Mr. Chen demands that the party take note of his petition, as provided for in the constitution of the party, and start a referendum to remove the leadership of the leader. His initiative had already collected 1300 signatures at the end of the day and others continued to be added without stopping.
In the bundle is Alissa Golob, co-founder of RightNow, which works to elect pro-life MPs in Ottawa. His colleague, Catherine Mongenais, explains that several members of the social conservative fringe of the party “are very disappointed” with Erin O’Toole and want his resignation. These activists are often very active and have led to the election, or defeat, of certain leaders over the years.
Party chairman Rob Batherson has questioned the legitimacy of an online petition. A vote of confidence is planned, as in the wake of any electoral defeat for the Conservatives, at the party’s next convention, which is due to take place in 2023.
The countdown has started
Erin O’Toole’s center shift, however, upset not only social conservatives, but some western conservatives as well.
“I think it’s done. It’s only a matter of time, ”a conservative source said on Wednesday. Some MPs have repeated the same thing to some media since Monday.
Mr. O’Toole had made the bet that by refocusing his party, he would lose some support in his western strongholds, but would succeed in filling up in Ontario to win power. “His strategy has completely failed,” reproaches him our source, who considers that it has also allowed the People’s Party to Maxime Bernier to steal support from them.
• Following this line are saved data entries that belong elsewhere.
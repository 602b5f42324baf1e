use std::{borrow::Cow, fmt::Write};

const CELL_PADDING: usize = 1;
const COLUMN_SEPARATOR: char = '│';
const RULE: char = '─';
const RULE_CROSSING: char = '┼';

#[derive(Default)]
pub struct TextTableBuilder<'a, Seq> {
    headers: &'a [Cow<'a, str>],
    rows: Vec<Seq>,
    alignments: Cow<'a, [Alignment]>,
}

#[derive(Clone, Copy, Default)]
pub enum Alignment {
    #[default]
    Left,
    Center,
    Right,
}

impl<'a, Seq> TextTableBuilder<'a, Seq>
where
    Seq: AsRef<[Cow<'a, str>]> + Default,
{
    pub fn new() -> Self {
        Self::default()
    }

    pub fn alignments(mut self, alignments: &'a [Alignment]) -> Self {
        self.alignments = Cow::Borrowed(alignments);
        self
    }

    pub fn headers(mut self, headers: &'a [Cow<'a, str>]) -> Self {
        self.headers = headers;
        if self.alignments.is_empty() {
            self.alignments = Cow::Owned(vec![Alignment::default(); self.headers.len()]);
        }
        self
    }

    pub fn row(mut self, row: Seq) -> Self {
        self.rows.push(row);
        self
    }

    pub fn rows(mut self, rows: impl IntoIterator<Item = Seq>) -> Self {
        self.rows.extend(rows);
        self
    }

    pub fn build(self) -> String {
        let col_count = self.headers.len();
        if col_count == 0 {
            return String::new();
        }

        let mut col_widths: Vec<usize> = self.headers.iter().map(|h| display_width(h)).collect();
        for row in &self.rows {
            for (i, cell) in row.as_ref().iter().enumerate() {
                if i < col_widths.len() {
                    col_widths[i] = col_widths[i].max(display_width(cell));
                }
            }
        }

        let mut table = String::with_capacity(256);
        self.write_line(&mut table, self.headers, &col_widths);

        let rule: Vec<String> = col_widths
            .iter()
            .map(|width| RULE.to_string().repeat(width + CELL_PADDING * 2))
            .collect();
        let _ = writeln!(&mut table, "{}", rule.join(&RULE_CROSSING.to_string()));

        for row in &self.rows {
            self.write_line(&mut table, row.as_ref(), &col_widths);
        }

        table
    }

    fn write_line(&self, out: &mut String, cells: &[Cow<'a, str>], col_widths: &[usize]) {
        let padding = " ".repeat(CELL_PADDING);
        let mut line = String::new();
        for (i, width) in col_widths.iter().enumerate() {
            if i > 0 {
                line.push(COLUMN_SEPARATOR);
            }
            let cell = cells.get(i).map_or("", |cell| &**cell);
            let alignment = self.alignments.get(i).copied().unwrap_or_default();
            line.push_str(&padding);
            line.push_str(&pad(cell, *width, alignment));
            line.push_str(&padding);
        }
        let _ = writeln!(out, "{}", line.trim_end());
    }
}

/// Terminal columns a string occupies. Non-ASCII characters are counted as
/// double width, which holds for the CJK and emoji glyphs seen in names.
fn display_width(text: &str) -> usize {
    text.chars()
        .map(|c| if c.is_ascii() || is_narrow_symbol(c) { 1 } else { 2 })
        .sum()
}

fn is_narrow_symbol(c: char) -> bool {
    matches!(c, '₹' | '€' | '£' | '¥' | '✓' | '⚠' | '−')
}

fn pad(text: &str, width: usize, alignment: Alignment) -> String {
    let fill = width.saturating_sub(display_width(text));
    match alignment {
        Alignment::Left => format!("{text}{}", " ".repeat(fill)),
        Alignment::Right => format!("{}{text}", " ".repeat(fill)),
        Alignment::Center => {
            let left = fill / 2;
            format!("{}{text}{}", " ".repeat(left), " ".repeat(fill - left))
        }
    }
}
In 2019, the former chef, Andrew Scheer, had been pushed out after winning 121 constituencies and 34.3% of the vote. Mr. O’Toole was on track to win 119 constituencies and 33.8% of the vote, by the time the ballots were finished counting on Wednesday.
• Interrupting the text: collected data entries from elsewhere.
//! Percentage allocation for an expense's participants.
//!
//! Every split is a whole percentage. Remainders from integer division always
//! land on the first eligible participant in list order, which makes results
//! reproducible as long as callers keep the participant order stable.

use crate::model::{
    FULL_SHARE, FrozenSet, ParticipantId, ParticipantList, Percent, SplitMap, SplitTotalMismatch,
};
use thiserror::Error;

/// Smallest share either side of a drag may be pushed to.
pub const MIN_DRAG_SHARE: Percent = 5;

#[derive(Debug, Clone, Copy, PartialEq, Eq, Error)]
pub enum SplitAllocationError {
    #[error("cannot split an expense between zero participants")]
    NoParticipants,
}

/// Outcome of redistributing the rest of the 100% after an explicit edit.
#[derive(Debug, Clone, Copy, PartialEq, Eq)]
pub enum Redistribution {
    /// The map adds up to exactly 100 again.
    Absorbed,
    /// Nobody was left to absorb `remaining`, or it was negative. The map is
    /// left as-is and will fail [`SplitState::validate`].
    Unabsorbed { remaining: i64 },
    /// The target was frozen or not a participant; nothing changed.
    Ignored,
}

#[derive(Debug, Clone, PartialEq, Eq)]
pub struct SplitEdit {
    pub state: SplitState,
    pub redistribution: Redistribution,
}

/// `floor(100 / n)` for everyone, with the remainder added to the first
/// participant.
pub fn equal_split(participants: &ParticipantList) -> Result<SplitMap, SplitAllocationError> {
    if participants.is_empty() {
        return Err(SplitAllocationError::NoParticipants);
    }

    let ids: Vec<&ParticipantId> = participants.iter().collect();
    let mut splits = SplitMap::with_capacity(ids.len());
    spread(&mut splits, FULL_SHARE, &ids);
    Ok(splits)
}

pub fn split_total(splits: &SplitMap, participants: &ParticipantList) -> Percent {
    participants
        .iter()
        .map(|id| splits.get(id).copied().unwrap_or(0))
        .fold(0, Percent::saturating_add)
}

/// The gate every expense passes before it is stored.
pub fn validate_splits(splits: &SplitMap, participants: &ParticipantList) -> bool {
    split_total(splits, participants) == FULL_SHARE
}

fn spread(splits: &mut SplitMap, total: Percent, ids: &[&ParticipantId]) {
    let Ok(count) = Percent::try_from(ids.len()) else {
        return;
    };
    if count == 0 {
        return;
    }

    let base = total / count;
    let remainder = total - base * count;
    for (idx, id) in ids.iter().enumerate() {
        let share = if idx == 0 { base + remainder } else { base };
        splits.insert((*id).clone(), share);
    }
}

/// Splits being edited for one expense.
///
/// Operations never mutate; each returns the next state so an editor can keep
/// history for undo.
#[derive(Debug, Clone, Default, PartialEq, Eq)]
pub struct SplitState {
    participants: ParticipantList,
    splits: SplitMap,
    frozen: FrozenSet,
}

impl SplitState {
    /// Equal split with nothing frozen. An empty list gives an empty map,
    /// which the validation gate then rejects.
    pub fn equal(participants: ParticipantList) -> Self {
        let splits = equal_split(&participants).unwrap_or_default();
        Self {
            participants,
            splits,
            frozen: FrozenSet::default(),
        }
    }

    /// Rebuilds editor state from a stored expense.
    pub fn from_parts(participants: ParticipantList, splits: SplitMap, mut frozen: FrozenSet) -> Self {
        frozen.retain(|id| participants.contains(id));
        Self {
            participants,
            splits,
            frozen,
        }
    }

    pub fn participants(&self) -> &ParticipantList {
        &self.participants
    }

    pub fn splits(&self) -> &SplitMap {
        &self.splits
    }

    pub fn frozen(&self) -> &FrozenSet {
        &self.frozen
    }

    pub fn split_of(&self, id: &ParticipantId) -> Percent {
        self.splits.get(id).copied().unwrap_or(0)
    }

    pub fn is_frozen(&self, id: &ParticipantId) -> bool {
        self.frozen.contains(id)
    }

    pub fn total(&self) -> Percent {
        split_total(&self.splits, &self.participants)
    }

    pub fn validate(&self) -> Result<(), SplitTotalMismatch> {
        let actual = self.total();
        if actual == FULL_SHARE {
            Ok(())
        } else {
            Err(SplitTotalMismatch { actual })
        }
    }

    pub fn reset_equal(&self) -> Self {
        Self::equal(self.participants.clone())
    }

    /// Adds or removes `id`, then re-splits equally and clears every freeze.
    pub fn toggle_participant(&self, id: &ParticipantId) -> Self {
        let participants = if self.participants.contains(id) {
            self.participants.without(id)
        } else {
            self.participants.with(id.clone())
        };
        tracing::debug!(
            participant = %id,
            participant_count = participants.len(),
            "participant toggled; splits reset to equal"
        );
        Self::equal(participants)
    }

    /// Flips the freeze on `id`. Splits are not recomputed. Ids outside the
    /// participant list are ignored.
    pub fn toggle_freeze(&self, id: &ParticipantId) -> Self {
        if !self.participants.contains(id) {
            return self.clone();
        }
        let mut frozen = self.frozen.clone();
        if !frozen.shift_remove(id) {
            frozen.insert(id.clone());
        }
        Self {
            frozen,
            ..self.clone()
        }
    }

    /// Pins `id` to `value` and spreads what is left of 100 over everyone who
    /// is neither frozen nor `id`.
    pub fn set_explicit_split(&self, id: &ParticipantId, value: Percent) -> SplitEdit {
        if !self.participants.contains(id) || self.frozen.contains(id) {
            return SplitEdit {
                state: self.clone(),
                redistribution: Redistribution::Ignored,
            };
        }

        let mut splits = self.splits.clone();
        splits.insert(id.clone(), value.min(FULL_SHARE));

        let pinned_total: i64 = self
            .participants
            .iter()
            .filter(|p| self.frozen.contains(*p) || *p == id)
            .map(|p| i64::from(splits.get(p).copied().unwrap_or(0)))
            .sum();
        let remaining = i64::from(FULL_SHARE) - pinned_total;
        let others: Vec<&ParticipantId> = self
            .participants
            .iter()
            .filter(|p| !self.frozen.contains(*p) && *p != id)
            .collect();

        let redistribution = match Percent::try_from(remaining) {
            Ok(absorbable) if !others.is_empty() => {
                spread(&mut splits, absorbable, &others);
                Redistribution::Absorbed
            }
            Ok(0) => Redistribution::Absorbed,
            _ => Redistribution::Unabsorbed { remaining },
        };

        if let Redistribution::Unabsorbed { remaining } = redistribution {
            tracing::debug!(
                participant = %id,
                remaining,
                unfrozen_others = others.len(),
                "explicit split left a remainder nobody can absorb"
            );
        }

        SplitEdit {
            state: Self {
                splits,
                ..self.clone()
            },
            redistribution,
        }
    }

    /// Moves share between `left` and `right` only. Their combined share is
    /// conserved and neither side drops below [`MIN_DRAG_SHARE`].
    ///
    /// Returns the state unchanged when either side is frozen or missing, when
    /// all but one participant are frozen, or when the pair holds less than
    /// twice the minimum.
    pub fn drag_adjust(&self, left: &ParticipantId, right: &ParticipantId, desired_left: f64) -> Self {
        if left == right
            || !self.participants.contains(left)
            || !self.participants.contains(right)
            || self.frozen.contains(left)
            || self.frozen.contains(right)
            || self.frozen.len() + 1 >= self.participants.len()
            || !desired_left.is_finite()
        {
            return self.clone();
        }

        let total = self.split_of(left) + self.split_of(right);
        if total < MIN_DRAG_SHARE * 2 {
            return self.clone();
        }

        let (new_left, new_right) = rebalance_pair(total, desired_left);
        let mut splits = self.splits.clone();
        splits.insert(left.clone(), new_left);
        splits.insert(right.clone(), new_right);

        Self {
            splits,
            ..self.clone()
        }
    }

    /// Drags the divider between participants `index` and `index + 1`.
    pub fn drag_divider(&self, index: usize, desired_left: f64) -> Self {
        match (self.participants.get(index), self.participants.get(index + 1)) {
            (Some(left), Some(right)) => self.drag_adjust(left, right, desired_left),
            _ => self.clone(),
        }
    }
}

fn rebalance_pair(total: Percent, desired_left: f64) -> (Percent, Percent) {
    let total_f = f64::from(total);
    let floor = f64::from(MIN_DRAG_SHARE);
    let clamped = desired_left.clamp(floor, total_f - floor);

    let mut left = clamped.round() as i64;
    let mut right = (total_f - clamped).round() as i64;

    // Both halves can round up on an exact .5; give the difference back to
    // the larger side.
    let drift = i64::from(total) - (left + right);
    if drift != 0 {
        if left > right {
            left += drift;
        } else {
            right += drift;
        }
    }

    (left as Percent, right as Percent)
}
The leader would be more isolated, within the caucus and the large Conservative family, than his predecessor was.
Manitoba Senator Don Plett, however, rejects these “platform managers” who do not help in elections and get involved afterwards.
Mr Plett, himself a former party chairman, considers Bert Chen’s petition “inappropriate”. A member of the National Council should work “to move the party forward”, rather than do “everything in his power to destabilize the party,” he said, demanding that Mr. Chen step down.
The Conservatives won four new seats in the Maritimes, but were on track to have one fewer in Ontario, four fewer in British Columbia and three fewer in Alberta. Support declined the most in the latter province, 14 points from 2019. In Saskatchewan and Manitoba, popular support fell by four and five points, respectively.
Senator Plett believes this has nothing to do with his leader’s more centrist platform. Rather, he explains these setbacks by the unpopularity of the Conservative provincial premiers and their fight against COVID-19, by opposition to health measures that helped the PPC and by the low turnout.
Still, Erin O’Toole’s team visibly felt the pressure on Wednesday. Some members took care to post messages of support from MPs to their leader all day on Twitter.
In Quebec, some conservatives accuse Erin O’Toole of procrastinating on military style assault rifles, on his plan carbone or on the right of conscience of doctors in relation to abortion. But the Quebec blues still seemed ready Wednesday to give him a second chance.